- _REQUIRED ACTION_:
Below are some records. Reproduce them exactly from their first line through the line with "Decay time in seconds at full knob.", inclusive.

Source data
-------

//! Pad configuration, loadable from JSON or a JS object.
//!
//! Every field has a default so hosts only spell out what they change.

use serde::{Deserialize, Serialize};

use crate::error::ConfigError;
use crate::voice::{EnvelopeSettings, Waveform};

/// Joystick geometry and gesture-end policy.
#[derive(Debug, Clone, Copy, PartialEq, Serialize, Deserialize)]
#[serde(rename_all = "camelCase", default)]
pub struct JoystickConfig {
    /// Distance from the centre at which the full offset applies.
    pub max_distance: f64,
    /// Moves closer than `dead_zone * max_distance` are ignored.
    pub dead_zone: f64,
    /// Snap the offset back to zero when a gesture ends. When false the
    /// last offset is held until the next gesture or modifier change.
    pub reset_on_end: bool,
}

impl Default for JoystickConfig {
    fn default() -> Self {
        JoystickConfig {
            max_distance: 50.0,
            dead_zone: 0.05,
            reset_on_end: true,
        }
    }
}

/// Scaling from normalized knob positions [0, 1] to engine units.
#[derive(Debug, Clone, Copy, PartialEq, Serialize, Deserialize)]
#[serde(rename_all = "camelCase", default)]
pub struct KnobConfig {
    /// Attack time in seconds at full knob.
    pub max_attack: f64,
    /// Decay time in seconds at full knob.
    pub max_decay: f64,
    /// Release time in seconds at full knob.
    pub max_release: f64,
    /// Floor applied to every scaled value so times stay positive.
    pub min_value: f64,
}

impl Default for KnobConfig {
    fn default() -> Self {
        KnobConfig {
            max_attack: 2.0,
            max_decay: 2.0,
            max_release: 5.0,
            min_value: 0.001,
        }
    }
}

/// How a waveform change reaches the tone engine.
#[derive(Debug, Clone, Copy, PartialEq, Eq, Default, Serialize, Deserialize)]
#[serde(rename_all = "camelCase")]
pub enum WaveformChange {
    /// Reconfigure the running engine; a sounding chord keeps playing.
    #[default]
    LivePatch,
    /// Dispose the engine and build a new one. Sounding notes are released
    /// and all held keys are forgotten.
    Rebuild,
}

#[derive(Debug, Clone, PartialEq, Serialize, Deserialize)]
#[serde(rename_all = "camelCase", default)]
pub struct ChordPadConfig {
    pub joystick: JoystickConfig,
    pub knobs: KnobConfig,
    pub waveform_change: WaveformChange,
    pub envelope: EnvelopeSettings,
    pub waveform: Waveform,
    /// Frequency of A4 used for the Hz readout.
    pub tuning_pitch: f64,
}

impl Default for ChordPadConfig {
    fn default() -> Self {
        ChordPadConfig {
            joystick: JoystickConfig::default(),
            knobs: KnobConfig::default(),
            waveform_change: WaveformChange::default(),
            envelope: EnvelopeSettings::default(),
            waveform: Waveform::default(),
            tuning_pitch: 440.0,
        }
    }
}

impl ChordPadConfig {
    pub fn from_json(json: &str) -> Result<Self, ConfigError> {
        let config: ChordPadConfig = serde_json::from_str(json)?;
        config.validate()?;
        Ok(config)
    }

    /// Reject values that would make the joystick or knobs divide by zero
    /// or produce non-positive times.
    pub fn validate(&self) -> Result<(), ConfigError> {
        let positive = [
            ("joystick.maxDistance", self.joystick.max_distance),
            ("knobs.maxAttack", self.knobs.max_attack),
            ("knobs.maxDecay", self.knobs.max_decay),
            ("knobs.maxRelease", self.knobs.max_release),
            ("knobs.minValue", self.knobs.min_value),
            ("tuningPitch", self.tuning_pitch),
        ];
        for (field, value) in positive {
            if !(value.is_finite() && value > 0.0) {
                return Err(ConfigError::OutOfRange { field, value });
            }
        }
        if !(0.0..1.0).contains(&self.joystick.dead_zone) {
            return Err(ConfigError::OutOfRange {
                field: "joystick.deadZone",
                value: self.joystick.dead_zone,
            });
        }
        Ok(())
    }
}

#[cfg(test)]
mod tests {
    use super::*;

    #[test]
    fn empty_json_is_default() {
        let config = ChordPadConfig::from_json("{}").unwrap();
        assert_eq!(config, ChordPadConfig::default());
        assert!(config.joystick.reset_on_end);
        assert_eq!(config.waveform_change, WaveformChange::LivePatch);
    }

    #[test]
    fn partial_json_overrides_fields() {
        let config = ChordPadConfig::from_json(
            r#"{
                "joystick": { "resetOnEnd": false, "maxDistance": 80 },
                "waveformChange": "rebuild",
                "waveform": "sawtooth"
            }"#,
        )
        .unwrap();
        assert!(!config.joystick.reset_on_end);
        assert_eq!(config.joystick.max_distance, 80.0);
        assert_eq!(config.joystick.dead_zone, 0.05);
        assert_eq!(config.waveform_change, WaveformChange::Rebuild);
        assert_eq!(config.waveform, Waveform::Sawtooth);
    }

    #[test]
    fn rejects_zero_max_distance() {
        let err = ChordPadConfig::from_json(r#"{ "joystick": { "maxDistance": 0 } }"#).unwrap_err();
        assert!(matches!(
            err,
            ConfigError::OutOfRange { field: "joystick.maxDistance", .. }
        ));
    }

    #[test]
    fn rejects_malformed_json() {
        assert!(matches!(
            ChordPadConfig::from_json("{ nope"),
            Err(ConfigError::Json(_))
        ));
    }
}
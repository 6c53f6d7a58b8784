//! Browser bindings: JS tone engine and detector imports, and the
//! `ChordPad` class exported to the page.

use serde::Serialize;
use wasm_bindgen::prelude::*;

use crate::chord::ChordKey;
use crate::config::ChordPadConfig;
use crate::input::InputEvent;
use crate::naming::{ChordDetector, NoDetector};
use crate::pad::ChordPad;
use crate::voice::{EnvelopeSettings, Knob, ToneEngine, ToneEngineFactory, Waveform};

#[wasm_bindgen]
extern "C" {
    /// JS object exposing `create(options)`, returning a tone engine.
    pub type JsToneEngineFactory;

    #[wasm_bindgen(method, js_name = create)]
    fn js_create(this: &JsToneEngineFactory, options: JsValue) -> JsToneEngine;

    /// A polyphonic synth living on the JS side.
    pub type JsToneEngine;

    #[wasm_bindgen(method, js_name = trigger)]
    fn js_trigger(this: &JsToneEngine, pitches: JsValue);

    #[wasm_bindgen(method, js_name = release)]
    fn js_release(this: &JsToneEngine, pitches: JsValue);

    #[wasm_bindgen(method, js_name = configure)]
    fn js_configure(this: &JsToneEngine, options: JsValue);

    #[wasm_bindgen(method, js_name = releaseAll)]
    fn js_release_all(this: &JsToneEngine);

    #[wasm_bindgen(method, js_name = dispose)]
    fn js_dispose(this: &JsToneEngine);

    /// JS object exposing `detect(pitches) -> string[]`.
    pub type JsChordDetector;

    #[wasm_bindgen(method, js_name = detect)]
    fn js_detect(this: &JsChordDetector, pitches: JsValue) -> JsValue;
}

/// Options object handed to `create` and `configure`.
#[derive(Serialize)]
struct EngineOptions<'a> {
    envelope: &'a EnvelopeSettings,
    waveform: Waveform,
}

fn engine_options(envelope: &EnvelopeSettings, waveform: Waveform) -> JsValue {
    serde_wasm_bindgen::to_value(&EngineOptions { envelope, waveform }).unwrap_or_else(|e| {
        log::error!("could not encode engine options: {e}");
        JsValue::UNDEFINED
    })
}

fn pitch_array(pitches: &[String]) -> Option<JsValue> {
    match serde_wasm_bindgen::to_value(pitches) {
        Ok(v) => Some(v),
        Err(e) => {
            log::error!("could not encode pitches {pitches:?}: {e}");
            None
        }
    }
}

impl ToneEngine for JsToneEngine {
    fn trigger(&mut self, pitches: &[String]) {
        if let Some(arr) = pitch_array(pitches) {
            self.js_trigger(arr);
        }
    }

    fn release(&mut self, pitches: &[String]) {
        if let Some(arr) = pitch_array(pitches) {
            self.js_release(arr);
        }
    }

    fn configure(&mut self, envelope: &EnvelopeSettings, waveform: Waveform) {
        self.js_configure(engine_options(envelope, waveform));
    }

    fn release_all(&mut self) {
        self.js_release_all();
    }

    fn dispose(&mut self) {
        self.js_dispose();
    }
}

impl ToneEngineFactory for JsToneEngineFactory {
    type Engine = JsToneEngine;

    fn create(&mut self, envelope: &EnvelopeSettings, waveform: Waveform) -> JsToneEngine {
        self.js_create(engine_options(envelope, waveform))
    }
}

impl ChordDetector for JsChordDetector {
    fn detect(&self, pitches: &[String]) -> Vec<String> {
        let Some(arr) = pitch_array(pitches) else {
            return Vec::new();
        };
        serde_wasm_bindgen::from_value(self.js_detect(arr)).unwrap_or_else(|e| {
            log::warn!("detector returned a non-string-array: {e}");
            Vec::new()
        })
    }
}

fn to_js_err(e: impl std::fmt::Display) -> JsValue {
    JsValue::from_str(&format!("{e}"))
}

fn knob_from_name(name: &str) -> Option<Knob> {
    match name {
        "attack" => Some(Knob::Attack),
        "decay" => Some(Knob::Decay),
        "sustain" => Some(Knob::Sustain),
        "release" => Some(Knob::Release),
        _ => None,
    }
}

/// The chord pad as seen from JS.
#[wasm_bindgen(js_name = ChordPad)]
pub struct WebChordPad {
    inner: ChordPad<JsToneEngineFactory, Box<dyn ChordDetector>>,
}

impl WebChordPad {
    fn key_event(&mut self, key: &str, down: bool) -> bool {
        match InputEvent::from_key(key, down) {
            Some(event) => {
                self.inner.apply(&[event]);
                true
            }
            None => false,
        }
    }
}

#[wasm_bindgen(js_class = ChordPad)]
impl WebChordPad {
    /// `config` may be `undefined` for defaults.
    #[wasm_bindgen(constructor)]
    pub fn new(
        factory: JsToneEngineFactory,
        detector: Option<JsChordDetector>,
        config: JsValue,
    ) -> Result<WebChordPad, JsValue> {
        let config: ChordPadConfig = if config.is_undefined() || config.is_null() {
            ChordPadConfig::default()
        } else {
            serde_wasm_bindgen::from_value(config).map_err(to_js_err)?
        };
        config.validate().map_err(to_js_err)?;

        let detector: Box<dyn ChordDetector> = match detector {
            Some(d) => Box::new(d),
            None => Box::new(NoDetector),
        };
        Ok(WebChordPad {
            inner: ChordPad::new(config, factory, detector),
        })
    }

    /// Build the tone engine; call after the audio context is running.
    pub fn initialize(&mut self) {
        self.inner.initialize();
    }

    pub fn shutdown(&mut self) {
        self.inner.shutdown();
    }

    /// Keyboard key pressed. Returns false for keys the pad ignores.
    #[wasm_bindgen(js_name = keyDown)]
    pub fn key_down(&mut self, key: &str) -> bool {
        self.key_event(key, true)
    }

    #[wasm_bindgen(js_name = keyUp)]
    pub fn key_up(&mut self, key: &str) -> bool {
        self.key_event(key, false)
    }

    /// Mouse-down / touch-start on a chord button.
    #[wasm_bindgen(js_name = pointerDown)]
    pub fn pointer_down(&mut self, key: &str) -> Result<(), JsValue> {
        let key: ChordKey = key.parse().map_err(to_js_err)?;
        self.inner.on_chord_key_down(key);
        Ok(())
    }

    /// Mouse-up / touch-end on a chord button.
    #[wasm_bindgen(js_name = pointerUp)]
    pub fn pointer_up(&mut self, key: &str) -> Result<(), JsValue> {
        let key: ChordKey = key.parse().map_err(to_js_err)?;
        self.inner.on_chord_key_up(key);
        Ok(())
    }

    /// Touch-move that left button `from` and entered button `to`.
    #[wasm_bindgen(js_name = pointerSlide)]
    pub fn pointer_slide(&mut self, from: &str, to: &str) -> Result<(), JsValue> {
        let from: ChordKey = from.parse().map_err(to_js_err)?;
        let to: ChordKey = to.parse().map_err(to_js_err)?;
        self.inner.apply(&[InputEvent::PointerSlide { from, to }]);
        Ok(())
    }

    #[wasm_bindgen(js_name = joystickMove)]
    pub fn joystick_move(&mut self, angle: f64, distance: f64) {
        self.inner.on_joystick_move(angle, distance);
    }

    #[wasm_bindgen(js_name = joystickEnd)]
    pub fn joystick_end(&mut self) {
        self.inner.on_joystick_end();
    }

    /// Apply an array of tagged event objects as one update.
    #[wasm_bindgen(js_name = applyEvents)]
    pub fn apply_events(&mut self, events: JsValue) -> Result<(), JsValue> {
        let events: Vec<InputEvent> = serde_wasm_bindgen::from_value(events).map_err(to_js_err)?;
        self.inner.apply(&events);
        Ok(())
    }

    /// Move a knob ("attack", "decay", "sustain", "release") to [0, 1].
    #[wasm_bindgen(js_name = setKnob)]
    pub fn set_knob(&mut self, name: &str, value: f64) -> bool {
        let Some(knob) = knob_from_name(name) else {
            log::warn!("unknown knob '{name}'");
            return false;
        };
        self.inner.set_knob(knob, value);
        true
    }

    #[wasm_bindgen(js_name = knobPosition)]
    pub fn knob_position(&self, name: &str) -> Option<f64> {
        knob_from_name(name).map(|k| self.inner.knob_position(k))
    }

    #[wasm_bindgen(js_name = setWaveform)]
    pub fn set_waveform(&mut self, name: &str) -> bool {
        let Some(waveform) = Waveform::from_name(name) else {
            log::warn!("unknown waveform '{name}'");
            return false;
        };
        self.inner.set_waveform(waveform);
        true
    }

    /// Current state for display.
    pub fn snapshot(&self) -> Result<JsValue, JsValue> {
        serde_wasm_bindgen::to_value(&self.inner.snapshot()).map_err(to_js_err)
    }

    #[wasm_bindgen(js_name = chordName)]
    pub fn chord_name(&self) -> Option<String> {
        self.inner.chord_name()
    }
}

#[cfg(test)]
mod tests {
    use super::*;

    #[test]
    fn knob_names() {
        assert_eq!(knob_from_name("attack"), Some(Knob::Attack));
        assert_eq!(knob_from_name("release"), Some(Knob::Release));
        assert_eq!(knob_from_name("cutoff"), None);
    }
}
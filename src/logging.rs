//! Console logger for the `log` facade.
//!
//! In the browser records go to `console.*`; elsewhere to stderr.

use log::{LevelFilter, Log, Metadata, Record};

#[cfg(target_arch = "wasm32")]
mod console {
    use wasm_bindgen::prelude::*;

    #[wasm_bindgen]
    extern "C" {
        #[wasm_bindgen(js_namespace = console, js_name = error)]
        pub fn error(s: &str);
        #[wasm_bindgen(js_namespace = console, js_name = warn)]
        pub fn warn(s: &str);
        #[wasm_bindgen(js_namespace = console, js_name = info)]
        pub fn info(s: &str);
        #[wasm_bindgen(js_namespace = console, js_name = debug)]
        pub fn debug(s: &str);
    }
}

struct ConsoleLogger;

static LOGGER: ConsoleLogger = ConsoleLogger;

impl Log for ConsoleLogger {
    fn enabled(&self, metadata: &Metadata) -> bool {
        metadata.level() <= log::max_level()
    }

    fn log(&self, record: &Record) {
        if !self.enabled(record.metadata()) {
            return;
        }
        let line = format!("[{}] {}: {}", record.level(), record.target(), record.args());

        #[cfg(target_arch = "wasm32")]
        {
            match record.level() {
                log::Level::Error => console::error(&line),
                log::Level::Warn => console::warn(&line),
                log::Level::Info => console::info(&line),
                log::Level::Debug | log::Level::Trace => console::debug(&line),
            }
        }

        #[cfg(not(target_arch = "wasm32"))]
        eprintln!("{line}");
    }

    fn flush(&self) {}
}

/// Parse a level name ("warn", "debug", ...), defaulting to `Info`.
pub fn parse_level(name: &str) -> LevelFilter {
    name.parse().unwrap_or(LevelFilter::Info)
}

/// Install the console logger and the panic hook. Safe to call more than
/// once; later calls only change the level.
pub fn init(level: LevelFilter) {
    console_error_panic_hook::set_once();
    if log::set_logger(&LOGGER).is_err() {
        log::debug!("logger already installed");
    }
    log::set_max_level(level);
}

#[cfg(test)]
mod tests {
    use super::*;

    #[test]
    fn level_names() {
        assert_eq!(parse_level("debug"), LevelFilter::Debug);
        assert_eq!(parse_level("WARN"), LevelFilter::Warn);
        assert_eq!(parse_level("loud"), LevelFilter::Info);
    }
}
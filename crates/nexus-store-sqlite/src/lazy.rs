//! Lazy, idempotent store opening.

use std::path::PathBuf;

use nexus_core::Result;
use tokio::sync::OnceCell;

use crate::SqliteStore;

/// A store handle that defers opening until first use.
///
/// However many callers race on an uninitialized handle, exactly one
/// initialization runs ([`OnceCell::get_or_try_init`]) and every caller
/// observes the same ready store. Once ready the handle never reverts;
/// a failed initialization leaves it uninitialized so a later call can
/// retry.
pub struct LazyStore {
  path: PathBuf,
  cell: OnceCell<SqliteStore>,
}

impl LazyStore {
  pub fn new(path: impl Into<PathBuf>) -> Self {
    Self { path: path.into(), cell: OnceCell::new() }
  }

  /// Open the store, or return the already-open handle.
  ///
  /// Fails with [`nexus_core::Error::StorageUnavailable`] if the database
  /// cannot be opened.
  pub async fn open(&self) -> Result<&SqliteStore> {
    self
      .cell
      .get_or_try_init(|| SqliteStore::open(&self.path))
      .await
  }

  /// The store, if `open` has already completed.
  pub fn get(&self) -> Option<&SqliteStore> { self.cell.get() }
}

-------

- _ANSWER BELOW_:
//! Pad configuration, loadable from JSON or a JS object.
//!
//! Every field has a default so hosts only spell out what they change.

use serde::{Deserialize, Serialize};

use crate::error::ConfigError;
use crate::voice::{EnvelopeSettings, Waveform};

/// Joystick geometry and gesture-end policy.
#[derive(Debug, Clone, Copy, PartialEq, Serialize, Deserialize)]
#[serde(rename_all = "camelCase", default)]
pub struct JoystickConfig {
    /// Distance from the centre at which the full offset applies.
    pub max_distance: f64,
    /// Moves closer than `dead_zone * max_distance` are ignored.
    pub dead_zone: f64,
    /// Snap the offset back to zero when a gesture ends. When false the
    /// last offset is held until the next gesture or modifier change.
    pub reset_on_end: bool,
}

impl Default for JoystickConfig {
    fn default() -> Self {
        JoystickConfig {
            max_distance: 50.0,
            dead_zone: 0.05,
            reset_on_end: true,
        }
    }
}

/// Scaling from normalized knob positions [0, 1] to engine units.
#[derive(Debug, Clone, Copy, PartialEq, Serialize, Deserialize)]
#[serde(rename_all = "camelCase", default)]
pub struct KnobConfig {
    /// Attack time in seconds at full knob.
    pub max_attack: f64,
    /// Decay time in seconds at full knob.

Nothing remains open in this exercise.